Each line of the listing that includes the string "join" needs to be located and copied.
(EXERCISE INPUT Opens)
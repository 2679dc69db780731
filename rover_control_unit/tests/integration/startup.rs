//! Integration test: configuration files shipped with the crate.

use std::path::{Path, PathBuf};

use rover_common::config::ConfigError;
use rover_common::control_unit::config::ControllerConfig;
use rover_control_unit::config::{load_config, load_config_from_str};
use rover_control_unit::error::ControlError;
use rover_control_unit::state::line::{TableSpec, TransitionTable};
use tempfile::TempDir;

fn shipped(name: &str) -> PathBuf {
    Path::new(env!("CARGO_MANIFEST_DIR")).join("config").join(name)
}

#[test]
fn shipped_config_matches_defaults() {
    let loaded = load_config(&shipped("rover.toml")).unwrap();
    assert_eq!(loaded.config, ControllerConfig::default());
    assert_eq!(*loaded.table, TransitionTable::canonical());
}

#[test]
fn shipped_table_file_is_the_builtin_table() {
    let spec = TableSpec::load(&shipped("line_table.toml")).unwrap();
    assert_eq!(TransitionTable::from_spec(&spec).unwrap(), TransitionTable::canonical());
    assert_eq!(TransitionTable::canonical().to_spec(), spec);
}

#[test]
fn config_can_point_at_table_by_absolute_path() {
    let dir = TempDir::new().unwrap();
    let cfg = dir.path().join("rover.toml");
    std::fs::write(
        &cfg,
        format!("[line]\ntable_path = {:?}\n", shipped("line_table.toml").display().to_string()),
    )
    .unwrap();

    let loaded = load_config(&cfg).unwrap();
    assert_eq!(*loaded.table, TransitionTable::canonical());
}

#[test]
fn missing_table_file_is_reported() {
    let err = load_config_from_str("[line]\ntable_path = \"/nonexistent/table.toml\"\n").unwrap_err();
    assert!(matches!(err, ControlError::Config(ConfigError::FileNotFound(_))));
}

#[test]
fn out_of_range_sections_rejected() {
    for text in [
        "[filter]\nsmoothing = 0\n",
        "[filter]\nsample_rate_hz = 5\n",
        "[line]\nstraight_speed = 20000\n",
        "[proximity]\nobstacle_mm = 5\n",
        "[collision]\nrotation_deg = 360\n",
    ] {
        let err = load_config_from_str(text).unwrap_err();
        assert!(
            matches!(err, ControlError::Config(ConfigError::ValidationError(_))),
            "{text:?} gave {err}"
        );
    }
}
(EXERCISE INPUT Closes)
**RESULT OF THIS EXERCISE**
    Path::new(env!("CARGO_MANIFEST_DIR")).join("config").join(name)
    let cfg = dir.path().join("rover.toml");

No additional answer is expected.